'That's nuther here nor there, brother,' she said.

I found to my surprise that the Gypsies were preparing to remove the camp to a place not far from Bettws y Coed. I suggested to Sinfi that we two should return to the bungalow. But she told me that her stay there had come to an end. The firmness with which she made this announcement made me sure that there was no appeal.

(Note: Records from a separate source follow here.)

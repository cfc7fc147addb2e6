//! services/client/src/app/notify.rs
//!
//! Defines the notice protocol between the controllers and the view layer.
//! Collaborator failures are never fatal; they surface here as user-visible
//! notices while local state stays at the last known-good collaborator state.

use serde::Serialize;
use tokio::sync::mpsc;

/// A user-visible notification emitted by a controller.
#[derive(Serialize, Debug, Clone, PartialEq, Eq)]
#[serde(tag = "type", rename_all = "snake_case")]
pub enum Notice {
    /// Confirms that an action completed (e.g. a project was created).
    Info { message: String },

    /// Reports a failed action the user should know about. The affected
    /// in-flight flag has already been reset when this is delivered.
    Error { message: String },
}

pub type NoticeSender = mpsc::UnboundedSender<Notice>;
pub type NoticeReceiver = mpsc::UnboundedReceiver<Notice>;

/// Creates the notice channel the view layer drains.
pub fn channel() -> (NoticeSender, NoticeReceiver) {
    mpsc::unbounded_channel()
}
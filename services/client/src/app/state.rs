//! services/client/src/app/state.rs
//!
//! Defines the application's shared state: the collaborator handles and the
//! notice channel every controller reports through.

use crate::app::notify::{Notice, NoticeSender};
use crate::config::Config;
use docuchat_core::ports::{
    DataService, EmbeddingService, InferenceService, ObjectStorageService, SessionService,
};
use std::sync::Arc;
use tracing::warn;

/// The shared application state, created once at startup and handed to every
/// controller and worker task.
pub struct AppState {
    pub db: Arc<dyn DataService>,
    pub storage: Arc<dyn ObjectStorageService>,
    pub inference: Arc<dyn InferenceService>,
    pub embedding: Arc<dyn EmbeddingService>,
    pub session: Arc<dyn SessionService>,
    pub config: Arc<Config>,
    notices: NoticeSender,
}

impl AppState {
    #[allow(clippy::too_many_arguments)]
    pub fn new(
        db: Arc<dyn DataService>,
        storage: Arc<dyn ObjectStorageService>,
        inference: Arc<dyn InferenceService>,
        embedding: Arc<dyn EmbeddingService>,
        session: Arc<dyn SessionService>,
        config: Arc<Config>,
        notices: NoticeSender,
    ) -> Arc<Self> {
        Arc::new(Self {
            db,
            storage,
            inference,
            embedding,
            session,
            config,
            notices,
        })
    }

    pub fn notify_info(&self, message: impl Into<String>) {
        self.send(Notice::Info {
            message: message.into(),
        });
    }

    pub fn notify_error(&self, message: impl Into<String>) {
        self.send(Notice::Error {
            message: message.into(),
        });
    }

    fn send(&self, notice: Notice) {
        if self.notices.send(notice).is_err() {
            // The view layer dropped its receiver; nothing left to show
            // notices to.
            warn!("Notice channel closed; dropping notification");
        }
    }
}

'Then,' said I, 'my living-waggon will come into use again. The camping place is near some of the best trout streams in the neighbourhood, and I sadly want some trout-fishing.'

'We part company to-day, brother,' she said. 'We can't be pals no more—never no more.'

'Sister, I will not be parted from you: I shall follow you.'

'Reia—Hal Aylwin—you knows very well that any man, Gorgio or Romany, as followed Sinfi Lovell when she told him not, 'ud ketch a body-blow as wouldn't leave him three hull ribs, nor a ounce o' wind to bless hisself with.'

'But I am now one of the Lovells, and I shall go with you. I am a Romany myself—I mean I am becoming more and more of a Romany every day and every hour. The blood of Fenella Stanley is in us both.'

She looked at me, evidently astonished at the earnestness and the energy of my tone. Indeed at that moment I felt an alien among Gorgios.

'I am now one of the Lovells,' I said, 'and I shall go with you.'

'We part company to-night, brother, fare ye well,' she said.